• What are the Menu Types?
  • What are the Menu Types?
  • What are the Menu Types?
  • What are the Menu Types?
  • What are the Menu Types?
  • What are the Menu Types?

Breakfast Menus, Lunch Menus, Dinner Menus, Menus for Kids, For private reasons, 24 hour or California Menus, Club Menus, Feast - Banquet Menus, Corporate Menus, Room Service Menus, Ethnic Menus, Special Menus, Standard Menus...

What are the Menu Types in Food and Beverage Businesses?
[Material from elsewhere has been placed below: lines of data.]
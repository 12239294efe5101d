use crate::*;

const DEFAULT_LOG_FILTER: &str = "warn";
const VERBOSE_LOG_FILTER: &str = "debug";

#[derive(Debug, Clone, Copy, PartialEq, Eq, Default)]
pub enum Mode {
    #[default]
    Extension, // default
    Url,       // -u
    Category,  // -m
    Content,   // -s, '-' is stdin
    List,      // -a
}

#[derive(Debug)]
pub struct Config {
    pub verbose: bool, // -v
    pub mode: Mode,
    pub inputs: Vec<String>,
}

lazy_static! {

    // Command line configuration
    pub static ref CONFIG: Config = Config::cmdline();
}

// Lightweight getopt-style parsing, no external argument crate
impl Default for Config {
    fn default() -> Config {
        Config {
            verbose: false,
            mode: Mode::default(),
            inputs: Vec::new(),
        }
    }
}

impl Config {
    pub fn usage() {
        eprintln!("Usage: mimetypes [-v] [-u | -m | -s | -a] inputs");
        eprintln!("       -v            verbose\n");
        eprintln!("       (default)     resolve file names, paths or extensions: report.pdf, .gz, PNG");
        eprintln!("       -u            resolve URL paths: /files/my%20report.pdf?download=1");
        eprintln!("       -m            classify MIME types: application/ld+json");
        eprintln!("       -s            sniff file contents (first 4 bytes); '-' or no inputs reads stdin");
        eprintln!("       -a            list every extension in the table");
        eprintln!("Log filtering honours RUST_LOG (default: {}, {} with -v)", DEFAULT_LOG_FILTER, VERBOSE_LOG_FILTER);

        process::exit(1);
    }

    pub fn cmdline() -> Config {
        Self::parse(env::args().skip(1))
    }

    pub fn parse<I: IntoIterator<Item = String>>(args: I) -> Config {
        let mut config = Config::default();

        let mut args = args.into_iter();
        while let Some(a) = args.next() {
            match a.as_str() {
                "-v" => {
                    config.verbose = true;
                    continue;
                },
                "-u" => {
                    config.mode = Mode::Url;
                    continue;
                },
                "-m" => {
                    config.mode = Mode::Category;
                    continue;
                },
                "-s" => {
                    config.mode = Mode::Content;
                    continue;
                },
                "-a" => {
                    config.mode = Mode::List;
                    continue;
                },
                "-h" | "-?" => {
                    Self::usage();
                    break;
                },
                "--" => {
                    config.inputs.extend(args.by_ref());
                    break;
                },
                _ => config.inputs.push(a),
            };
        }

        config
    }

    // RUST_LOG wins over -v
    pub fn log_filter(&self) -> EnvFilter {
        EnvFilter::try_from_default_env().unwrap_or_else(|_| {
            EnvFilter::new(if self.verbose {
                VERBOSE_LOG_FILTER
            } else {
                DEFAULT_LOG_FILTER
            })
        })
    }
}
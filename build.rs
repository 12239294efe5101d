use std::env;
use std::error::Error;
use std::fs;
use std::path::PathBuf;
use std::process::Command;

const MIME_TYPES_JSON: &str = "mime_types.json";

pub fn main() -> Result<(), Box<dyn Error>> {
    println!("cargo:rerun-if-changed={MIME_TYPES_JSON}");
    println!("cargo:rerun-if-changed=build.rs");
    println!("cargo:rerun-if-changed=src/generate.rs");

    // git show -s --format="%ad %h %an <%ae> (%s)"
    let git_hash = Command::new("git")
        .args(["show", "-s", "--format=%ad %h %an <%ae> (%s)"])
        .output()
        .ok()
        .filter(|output| output.status.success())
        .and_then(|output| String::from_utf8(output.stdout).ok())
        .map(|s| s.trim().to_string())
        .filter(|s| !s.is_empty())
        .unwrap_or_else(|| String::from("unknown"));
    println!("cargo:rustc-env=GIT_COMMITID={git_hash}");

    let manifest_dir = PathBuf::from(env::var("CARGO_MANIFEST_DIR")?);
    let json_path = manifest_dir.join(MIME_TYPES_JSON);
    let text = fs::read_to_string(&json_path)
        .map_err(|e| format!("could not read {}: {e}", json_path.display()))?;

    let generated = generate(MIME_TYPES_JSON, &text)?;

    let out_path = PathBuf::from(env::var("OUT_DIR")?).join("mime_types.rs");
    fs::write(&out_path, generated)?;

    Ok(())
}

include!("src/generate.rs");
Various menus are applied in terms of meals and events, depending on the type of accommodation or catering establishments. Therefore, it is not possible to put the menus in a single category. The local food service characteristics of the menu should be analyzed. The food service features of the menu are divided into seven. These; menu, availability (capacity), ingredients, cost level, atmosphere (air, environment), adequacy, Guest compensation and service type. These elements can be referenced in any menu. For example; like a breakfast or ethnic menu. 
Different menus define different food service features. Understanding, understanding and realizing these differences is vital in menu planning in the food industry and determining what foods to include on the menu. There are people who specialize in this. Food service features of a menu directly affect the determination of the type of menu.
Breakfast, Soup, Tea,
Luncheon, Partile, Hors d'oevres (horseradish),
Lunch, Kids, Drinks
Dinner, Catering, Desserts 
These special menu types have a wide range of uses. Such menus are used in the services of many large hotel businesses.
According to another classification; 13 menu types, taking into account food service characteristics (typical features) 
1. Breakfast Menus
2. Lunch Menus
3. Dinner Menus
4. Menus for Kids
5. For private reasons
6. 24 hour or California Menus 
7. Club Menus
8. Feast - Banquet Menus
9. Corporate Menus 
10. Room Service Menus
11. Ethnic Menus
12. Special Menus
13. Standard Menus
While classifying the menus, first of all, price, time and some other criteria should be taken into consideration.
Considering these criteria, it is possible to classify the menus in these three groups according to their prices, time and special menu types.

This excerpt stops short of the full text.